Weichselberg (auch Herren, Grafen von Weichselberg, Waihselberg, Weichselberg, Weixelburg, später eher Weichselburg; slowenisch: Gospodje, auch grofje Višnjegorski, benannt nach Višnja Gora) ist der Name eines edelfreien Geschlechts mit Stammsitz in der Unterkrain. Sie wurden im 12. Jh. in den Grafenstand erhoben und sind bereits im 13. Jh. erloschen bzw. durch derer von Pranckh (Adelsgeschlecht) beerbt. Das Adelsgeschlecht ist der krainische Zweig derer von Puchs (Adelsgeschlecht) (auch Pux, Pris, Puxer) mit der steirischen Stammburg Puchs (Pux). Andere sehen in der Familie die Nachfahren eines alten Salzburger Adelsgeschlechts, das Pries oder de Patris (de Pux) hieß.

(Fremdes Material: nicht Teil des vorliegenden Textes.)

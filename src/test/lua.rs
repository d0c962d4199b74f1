use std::prelude::v1::*;

use mlua::Lua;

use crate::compiler::*;
use crate::protocol::UnitRef;
use crate::scheduler::*;

use super::*;

/// Just enough of the board's libraries for generated programs to run on a desktop lua.
/// Everything printed lands in `out`, and the status of a coroutine after each resume lands in `trace`.
const BOARD_STUBS: &str = r#"
out = {}
trace = {}
dirs = {}
levels = {}
function print(s) out[#out + 1] = tostring(s) end
pio = { OUTPUT = 0, INPUT = 1, pin = {} }
for i = 0, 39 do pio["GPIO" .. i] = i end
function pio.pin.setdir(d, p) dirs[p] = d end
function pio.pin.setval(v, p) levels[p] = v end
function pio.pin.getval(p) return levels[p] or 0 end
tmr = { SEC = 1000000, SYS_TIMER = 0 }
function tmr.read() return 0 end
function tmr.getdiffnow(_, t) return 1e12 end
function tmr.delay() end
local real = coroutine
coroutine = setmetatable({
    resume = function(co, ...)
        local res = table.pack(real.resume(co, ...))
        trace[#trace + 1] = real.status(co)
        return table.unpack(res, 1, res.n)
    end,
}, { __index = real })
"#;

fn board_lua() -> Lua {
    let lua = Lua::new();
    lua.load(BOARD_STUBS).exec().unwrap();
    lua
}
fn strings(lua: &Lua, name: &str) -> Vec<String> {
    lua.globals().get::<_, Vec<String>>(name).unwrap()
}

#[test]
fn test_lua_repeat_pin_digital() {
    let project = load_project(include_str!("projects/blink.json"));
    let board = load_board();
    let mut compiler = Compiler::new(&board);
    let source = compiler.compile(&project.scripts[0], Context { unit: UnitRef::Id(2), should_yield: true }).unwrap();
    let unit = CompiledUnit { id: 2, source, origin: 0usize };
    let program = build_program([&unit], &[2]);

    let lua = board_lua();
    lua.load(program.as_str()).exec().unwrap();

    assert_eq!(strings(&lua, "out"), ["rc:2:", "pv:4:1", "pv:4:1", "pv:4:1", "dc:2:"]);
    // the start resume leaves it running, then the trampoline finishes it in exactly 3 resumes
    assert_eq!(strings(&lua, "trace"), ["suspended", "suspended", "suspended", "dead"]);
    assert_eq!(lua.load("return dirs[4], cfg.p[4], levels[4], cn").eval::<(i64, i64, i64, i64)>().unwrap(), (0, 0, 1, 0));
}

#[test]
fn test_lua_hot_update() {
    let project = load_project(include_str!("projects/counter.json"));
    let board = load_board();
    let mut compiler = Compiler::new(&board);
    let units = project.scripts.iter().enumerate().map(|(i, script)| {
        compiler.start_unit();
        let source = compiler.compile(script, Context { unit: UnitRef::Id(i as u32), should_yield: true }).unwrap();
        CompiledUnit { id: i as u32, source, origin: i }
    }).collect::<Vec<_>>();

    // declare everything but leave the trampoline for later, as a re-upload would find it
    let lua = board_lua();
    let program = build_program(&units, &[0, 1]);
    let setup = program.strip_suffix(TRAMPOLINE).unwrap();
    lua.load(setup).exec().unwrap();
    assert_eq!(lua.load("return cn").eval::<i64>().unwrap(), 2);

    // running unit 1 again swaps it in place without adding to the live count
    let program = build_program(&units, &[1]);
    lua.load(program.strip_suffix(TRAMPOLINE).unwrap()).exec().unwrap();
    assert_eq!(lua.load("return cn").eval::<i64>().unwrap(), 2);
    assert_eq!(strings(&lua, "out").iter().filter(|x| *x == "rc:1:").count(), 2);
    assert_eq!(strings(&lua, "out").iter().filter(|x| *x == "rc:0:").count(), 1);
}

#[test]
fn test_lua_list_insert_bounds() {
    let lua = board_lua();
    lua.load(prelude().as_str()).exec().unwrap();
    lua.load(r#"vars["l"] = { "a", "b", length = 2 }"#).exec().unwrap();

    let board = load_board();
    let mut compiler = Compiler::new(&board);
    let ctx = Context { unit: UnitRef::Id(0), should_yield: true };
    for index in ["10", "0", "3"] {
        let insert = command("insertListItem", vec![lit("x"), lit(index), reporter("reportGetVar", vec![lit("l")])]);
        lua.load(compiler.compile(&insert, ctx).unwrap().as_str()).exec().unwrap();
        assert_eq!(lua.load(r#"return vars["l"].length"#).eval::<i64>().unwrap(), 2, "index {index}");
    }
    assert_eq!(lua.load(r#"return _s(vars["l"])"#).eval::<String>().unwrap(), "a,b");

    let insert = command("insertListItem", vec![lit("x"), lit("2"), reporter("reportGetVar", vec![lit("l")])]);
    lua.load(compiler.compile(&insert, ctx).unwrap().as_str()).exec().unwrap();
    assert_eq!(lua.load(r#"return _s(vars["l"])"#).eval::<String>().unwrap(), "a,x,b");
}

#[test]
fn test_lua_adhoc_command() {
    let lua = board_lua();
    lua.load(adhoc_command("(1 + 2)").as_str()).exec().unwrap();
    lua.load(adhoc_command("(function() return 4 -- four\nend)()").as_str()).exec().unwrap();
    assert_eq!(strings(&lua, "out"), ["pb:r:3", "pb:r:4"]);
}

Geschichte[Bearbeiten | Quelltext bearbeiten]

Ursprung[Bearbeiten | Quelltext bearbeiten]

Malerische Ansichten aus Krain - Weichselburg

Das Adelsgeschlecht entstammte einer Seitenlinie der Markgräfin Hemma von Gurk. Die Brüder Dietrich, Heinrich und Meinhalm zählen somit zur so genannten Hemma-Askuin-Sippe. Bevor sich die Herren von Weichselberg in Krain niederließen, hießen sie Puchs (Pux, auch Pris), so genannt nach ihrer in der Steiermark bei Teufenbach am Oberlauf der Mur gelegenen Stammburg Puchs (Pux). Anfang des 11. Jahrhunderts teilte sich das Geschlecht in den steirischen (Heinrich) und den krainer Ast (Dietrich und Meinhalm). Letztere hießen von nun an von Weichselberg nach ihrem neuen Stammsitz in Unterkrain. Der Grafentitel wurde jedoch erst Albert von Weichselberg († 1209) als Anerkennung für seine Teilnahme am Dritten Kreuzzug (1189–1192) verliehen. Nach anderen sollen die Herren von Weichselberg Nachkommen eines alten Salzburger Adelsgeschlecht sein, das Pries oder de Patris (de Pux) hieß; genannt werden die Brüder Heinrich, Dietrich und Meinhalm.

Verdienste[Bearbeiten | Quelltext bearbeiten]

Den Herren von Weichselberg werden zwei große Verdienste zugeschrieben: Die Brüder Heinrich (Henricus), Dietrich (Dietericus) und Meinhalm (Megenhalmus) von Weichselberg erst ermöglichten die Gründung des Klosters Sittich (Stična) durch die Schenkung von großem Grundbesitz, der als erste wirtschaftliche Grundlage zur Verfügung gestellt wurde, und die Ausdehnung der Grenzen Krains nach Südosten bis zum Fluss Kulpa (slowenisch Kolpa, kroatisch Kupa) und zum Uskokengebirge sowie die Kolonisation dieser Gebiete.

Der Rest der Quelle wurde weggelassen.